▶ [WHAT THE TASK REQUIRES]
Select, from the data, each line where "Transfer" occurs.

### DATA EXCERPTS

fn rebuild_generic(t: &Term) -> Term {
  use TermKind as K;
  let desc = match &t.desc {
    K::Var(_) | K::Const(_) => return t.clone(),
    K::Let { .. } => unreachable!("handled by simplify"),
    K::Seq(a, b) => two(a, b, K::Seq),
    K::If(a, b, c) => three(a, b, c, K::If),
    K::Lambda { params, body } => {
      let b = simplify(body);
      if Rc::ptr_eq(&b, body) { return t.clone(); }
      K::Lambda { params: params.clone(), body: b }
    }
    K::Closure { captured, lifted } => {
      let l = simplify(lifted);
      if Rc::ptr_eq(&l, lifted) { return t.clone(); }
      K::Closure { captured: captured.clone(), lifted: l }
    }
    K::Apply(op, args) => {
      let a: Box<[Term]> = args.iter().map(simplify).collect();
      if all_ptr_eq(args, &a) { return t.clone(); }
      K::Apply(*op, a)
    }
    K::Call(name, args) => {
      let a: Box<[Term]> = args.iter().map(simplify).collect();
      if all_ptr_eq(args, &a) { return t.clone(); }
      K::Call(*name, a)
    }
    K::Exec(f, a) => two(f, a, K::Exec),
    K::MatchOption { scrutinee, none_case, some_bind, some_case } => {
      let s = simplify(scrutinee);
      let n = simplify(none_case);
      let sc = simplify(some_case);
      if Rc::ptr_eq(&s, scrutinee) && Rc::ptr_eq(&n, none_case) && Rc::ptr_eq(&sc, some_case) { return t.clone(); }
      K::MatchOption { scrutinee: s, none_case: n, some_bind: *some_bind, some_case: sc }
    }
    K::MatchNat { scrutinee, plus_bind, plus_case, minus_bind, minus_case } => {
      let s = simplify(scrutinee);
      let p = simplify(plus_case);
      let m = simplify(minus_case);
      if Rc::ptr_eq(&s, scrutinee) && Rc::ptr_eq(&p, plus_case) && Rc::ptr_eq(&m, minus_case) { return t.clone(); }
      K::MatchNat { scrutinee: s, plus_bind: *plus_bind, plus_case: p, minus_bind: *minus_bind, minus_case: m }
    }
    K::MatchList { scrutinee, nil_case, head_bind, tail_bind, cons_case } => {
      let s = simplify(scrutinee);
      let n = simplify(nil_case);
      let c = simplify(cons_case);
      if Rc::ptr_eq(&s, scrutinee) && Rc::ptr_eq(&n, nil_case) && Rc::ptr_eq(&c, cons_case) { return t.clone(); }
      K::MatchList { scrutinee: s, nil_case: n, head_bind: *head_bind, tail_bind: *tail_bind, cons_case: c }
    }
    K::MatchVariant { scrutinee, cases } => {
      let s = simplify(scrutinee);
      let cs: Box<[_]> = cases.iter().map(|c| crate::types::term::MatchCase {
        ctor: c.ctor, ctor_ty: c.ctor_ty.clone(), bind: c.bind, body: simplify(&c.body),
      }).collect();
      K::MatchVariant { scrutinee: s, cases: cs }
    }
    K::Loop { init, acc_bind, body } => two(init, body, |i, b| K::Loop { init: i, acc_bind: *acc_bind, body: b }),
    K::LoopLeft { init, acc_bind, body } => two(init, body, |i, b| K::LoopLeft { init: i, acc_bind: *acc_bind, body: b }),
    K::Fold { collection, init, elt_bind, acc_bind, body } => {
      let c = simplify(collection);
      let i = simplify(init);
      let b = simplify(body);
      K::Fold { collection: c, init: i, elt_bind: *elt_bind, acc_bind: *acc_bind, body: b }
    }
    K::MapFold { collection, init, elt_bind, acc_bind, body } => {
      let c = simplify(collection);
      let i = simplify(init);
      let b = simplify(body);
      K::MapFold { collection: c, init: i, elt_bind: *elt_bind, acc_bind: *acc_bind, body: b }
    }
    K::Map { collection, elt_bind, body } => two(collection, body, |c, b| K::Map { collection: c, elt_bind: *elt_bind, body: b }),
    K::RecordConstruct(name, fields) => {
      let fs: Box<[_]> = fields.iter().map(|(f, v)| (*f, simplify(v))).collect();
      K::RecordConstruct(*name, fs)
    }
    K::Tuple(elems) => {
      let es: Box<[Term]> = elems.iter().map(simplify).collect();
      if all_ptr_eq(elems, &es) { return t.clone(); }
      K::Tuple(es)
    }
    K::MakeVariant(variant, ctor, v) => K::MakeVariant(*variant, *ctor, simplify(v)),
    K::Project(inner, key) => K::Project(simplify(inner), *key),
    K::SetField(inner, key, v) => two(inner, v, move |i, v| K::SetField(i, *key, v)),
    K::Transfer { dest, amount, arg } => {
      let d = simplify(dest);
      let a = simplify(amount);
      let g = simplify(arg);
      K::Transfer { dest: d, amount: a, arg: g }
    }
    K::Failwith(e) => K::Failwith(simplify(e)),
    K::CreateContract(e) => K::CreateContract(simplify(e)),
    K::ContractAt(e, ty) => K::ContractAt(simplify(e), ty.clone()),
    K::Unpack(e, ty) => K::Unpack(simplify(e), ty.clone()),
    K::Pair(a, b) => two(a, b, K::Pair),
    K::Inject { left, other_ty, value } => K::Inject { left: *left, other_ty: other_ty.clone(), value: simplify(value) },
    K::MatchOr { scrutinee, left_bind, left_case, right_bind, right_case } => {
      let s = simplify(scrutinee);
      let l = simplify(left_case);
      let r = simplify(right_case);
      K::MatchOr { scrutinee: s, left_bind: *left_bind, left_case: l, right_bind: *right_bind, right_case: r }
    }
  };
  rebuild(t, desc)
}

fn two(a: &Term, b: &Term, f: impl FnOnce(Term, Term) -> TermKind) -> TermKind {
  f(simplify(a), simplify(b))
}

fn three(a: &Term, b: &Term, c: &Term, f: impl FnOnce(Term, Term, Term) -> TermKind) -> TermKind {
  f(simplify(a), simplify(b), simplify(c))
}

fn all_ptr_eq(a: &[Term], b: &[Term]) -> bool {
  a.len() == b.len() && a.iter().zip(b).all(|(x, y)| Rc::ptr_eq(x, y))
}

/// Whether `var` is referenced anywhere in `term`, including inside a nested
/// lambda/closure body. Unlike [`crate::typeck::usecount::count_uses`] (which
/// deliberately ignores captures so inlining never crosses a lambda
/// boundary), dead-binding elimination must not drop a binding that a
/// closure still captures even though it has zero *direct* uses.
fn occurs_free(term: &Term, var: VarId) -> bool {
  match &term.desc {
    TermKind::Var(v) => *v == var,
    TermKind::Const(_) => false,
    TermKind::Let { e1, e2, .. } => occurs_free(e1, var) || occurs_free(e2, var),
    TermKind::Seq(a, b) | TermKind::Pair(a, b) | TermKind::Exec(a, b) => occurs_free(a, var) || occurs_free(b, var),
    TermKind::If(a, b, c) => occurs_free(a, var) || occurs_free(b, var) || occurs_free(c, var),
    TermKind::Lambda { body, .. } => occurs_free(body, var),
    TermKind::Closure { captured, lifted } => captured.contains(&var) || occurs_free(lifted, var),
    TermKind::Apply(_, args) | TermKind::Call(_, args) => args.iter().any(|a| occurs_free(a, var)),
    TermKind::MatchOption { scrutinee, none_case, some_case, .. } =>
      occurs_free(scrutinee, var) || occurs_free(none_case, var) || occurs_free(some_case, var),
    TermKind::MatchNat { scrutinee, plus_case, minus_case, .. } =>
      occurs_free(scrutinee, var) || occurs_free(plus_case, var) || occurs_free(minus_case, var),
    TermKind::MatchList { scrutinee, nil_case, cons_case, .. } =>
      occurs_free(scrutinee, var) || occurs_free(nil_case, var) || occurs_free(cons_case, var),
    TermKind::MatchVariant { scrutinee, cases } =>
      occurs_free(scrutinee, var) || cases.iter().any(|c| occurs_free(&c.body, var)),
    TermKind::MatchOr { scrutinee, left_case, right_case, .. } =>
      occurs_free(scrutinee, var) || occurs_free(left_case, var) || occurs_free(right_case, var),
    TermKind::Loop { init, body, .. } | TermKind::LoopLeft { init, body, .. } =>
      occurs_free(init, var) || occurs_free(body, var),
    TermKind::Fold { collection, init, body, .. } | TermKind::MapFold { collection, init, body, .. } =>
      occurs_free(collection, var) || occurs_free(init, var) || occurs_free(body, var),
    TermKind::Map { collection, body, .. } => occurs_free(collection, var) || occurs_free(body, var),
    TermKind::RecordConstruct(_, fields) => fields.iter().any(|(_, v)| occurs_free(v, var)),
    TermKind::Tuple(elems) => elems.iter().any(|v| occurs_free(v, var)),
    TermKind::MakeVariant(_, _, v) | TermKind::Inject { value: v, .. } => occurs_free(v, var),
    TermKind::Project(t, _) => occurs_free(t, var),
    TermKind::SetField(t, _, v) => occurs_free(t, var) || occurs_free(v, var),
    TermKind::Transfer { dest, amount, arg } => occurs_free(dest, var) || occurs_free(amount, var) || occurs_free(arg, var),
    TermKind::Failwith(e) | TermKind::CreateContract(e) | TermKind::ContractAt(e, _) | TermKind::Unpack(e, _) => occurs_free(e, var),
  }
}

/// Replace every direct (non-capturing) occurrence of `var` with `with`.
/// Does not descend into nested lambda/closure bodies for the same reason
/// `count_uses` does not: a one-use inlining candidate (by construction)
/// never has its single use behind a lambda boundary, so there is nothing
/// to substitute there; leaving those bodies untouched also means a pure
/// value substituted at one site can't accidentally shadow a same-named
/// capture deeper in the tree (variable identity is by [`VarId`], not name,
/// so this is purely a recursion-bound, not a correctness requirement).
fn subst_var(term: &Term, var: VarId, with: &Term) -> Term {
  use TermKind as K;
  match &term.desc {
    K::Var(v) if *v == var => with.clone(),
    K::Var(_) | K::Const(_) | K::Lambda { .. } | K::Closure { .. } => term.clone(),
    K::Let { var: v2, uses, e1, e2 } => rebuild(term, K::Let {
      var: *v2, uses: *uses, e1: subst_var(e1, var, with), e2: subst_var(e2, var, with),
    }),
    K::Seq(a, b) => rebuild(term, K::Seq(subst_var(a, var, with), subst_var(b, var, with))),
    K::Pair(a, b) => rebuild(term, K::Pair(subst_var(a, var, with), subst_var(b, var, with))),
    K::Exec(a, b) => rebuild(term, K::Exec(subst_var(a, var, with), subst_var(b, var, with))),
    K::If(a, b, c) => rebuild(term, K::If(subst_var(a, var, with), subst_var(b, var, with), subst_var(c, var, with))),
    K::Apply(op, args) => rebuild(term, K::Apply(*op, args.iter().map(|a| subst_var(a, var, with)).collect())),
    K::Call(name, args) => rebuild(term, K::Call(*name, args.iter().map(|a| subst_var(a, var, with)).collect())),
    K::MatchOption { scrutinee, none_case, some_bind, some_case } => rebuild(term, K::MatchOption {
      scrutinee: subst_var(scrutinee, var, with), none_case: subst_var(none_case, var, with),
      some_bind: *some_bind, some_case: subst_var(some_case, var, with),
    }),
    K::MatchNat { scrutinee, plus_bind, plus_case, minus_bind, minus_case } => rebuild(term, K::MatchNat {
      scrutinee: subst_var(scrutinee, var, with), plus_bind: *plus_bind, plus_case: subst_var(plus_case, var, with),
      minus_bind: *minus_bind, minus_case: subst_var(minus_case, var, with),
    }),
    K::MatchList { scrutinee, nil_case, head_bind, tail_bind, cons_case } => rebuild(term, K::MatchList {
      scrutinee: subst_var(scrutinee, var, with), nil_case: subst_var(nil_case, var, with),
      head_bind: *head_bind, tail_bind: *tail_bind, cons_case: subst_var(cons_case, var, with),
    }),
    K::MatchVariant { scrutinee, cases } => rebuild(term, K::MatchVariant {
      scrutinee: subst_var(scrutinee, var, with),
      cases: cases.iter().map(|c| crate::types::term::MatchCase {
        ctor: c.ctor, ctor_ty: c.ctor_ty.clone(), bind: c.bind, body: subst_var(&c.body, var, with),
      }).collect(),
    }),
    K::MatchOr { scrutinee, left_bind, left_case, right_bind, right_case } => rebuild(term, K::MatchOr {
      scrutinee: subst_var(scrutinee, var, with), left_bind: *left_bind, left_case: subst_var(left_case, var, with),
      right_bind: *right_bind, right_case: subst_var(right_case, var, with),
    }),
    K::Loop { init, acc_bind, body } => rebuild(term, K::Loop {
      init: subst_var(init, var, with), acc_bind: *acc_bind, body: subst_var(body, var, with),
    }),
    K::LoopLeft { init, acc_bind, body } => rebuild(term, K::LoopLeft {
      init: subst_var(init, var, with), acc_bind: *acc_bind, body: subst_var(body, var, with),
    }),
    K::Fold { collection, init, elt_bind, acc_bind, body } => rebuild(term, K::Fold {
      collection: subst_var(collection, var, with), init: subst_var(init, var, with),
      elt_bind: *elt_bind, acc_bind: *acc_bind, body: subst_var(body, var, with),
    }),
    K::MapFold { collection, init, elt_bind, acc_bind, body } => rebuild(term, K::MapFold {
      collection: subst_var(collection, var, with), init: subst_var(init, var, with),
      elt_bind: *elt_bind, acc_bind: *acc_bind, body: subst_var(body, var, with),
    }),
    K::Map { collection, elt_bind, body } => rebuild(term, K::Map {
      collection: subst_var(collection, var, with), elt_bind: *elt_bind, body: subst_var(body, var, with),
    }),
    K::RecordConstruct(name, fields) => rebuild(term, K::RecordConstruct(*name,
      fields.iter().map(|(f, v)| (*f, subst_var(v, var, with))).collect())),
    K::Tuple(elems) => rebuild(term, K::Tuple(elems.iter().map(|v| subst_var(v, var, with)).collect())),
    K::MakeVariant(variant, ctor, v) => rebuild(term, K::MakeVariant(*variant, *ctor, subst_var(v, var, with))),
    K::Inject { left, other_ty, value } => rebuild(term, K::Inject { left: *left, other_ty: other_ty.clone(), value: subst_var(value, var, with) }),
    K::Project(t, key) => rebuild(term, K::Project(subst_var(t, var, with), *key)),
    K::SetField(t, key, v) => rebuild(term, K::SetField(subst_var(t, var, with), *key, subst_var(v, var, with))),
    K::Transfer { dest, amount, arg } => rebuild(term, K::Transfer {
      dest: subst_var(dest, var, with), amount: subst_var(amount, var, with), arg: subst_var(arg, var, with),
    }),
    K::Failwith(e) => rebuild(term, K::Failwith(subst_var(e, var, with))),
    K::CreateContract(e) => rebuild(term, K::CreateContract(subst_var(e, var, with))),
    K::ContractAt(e, ty) => rebuild(term, K::ContractAt(subst_var(e, var, with), ty.clone())),
    K::Unpack(e, ty) => rebuild(term, K::Unpack(subst_var(e, var, with), ty.clone())),
  }
}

######

▶ [RESPONSE BOX]
    K::Transfer { dest, amount, arg } => {
      K::Transfer { dest: d, amount: a, arg: g }
    TermKind::Transfer { dest, amount, arg } => occurs_free(dest, var) || occurs_free(amount, var) || occurs_free(arg, var),
    K::Transfer { dest, amount, arg } => rebuild(term, K::Transfer {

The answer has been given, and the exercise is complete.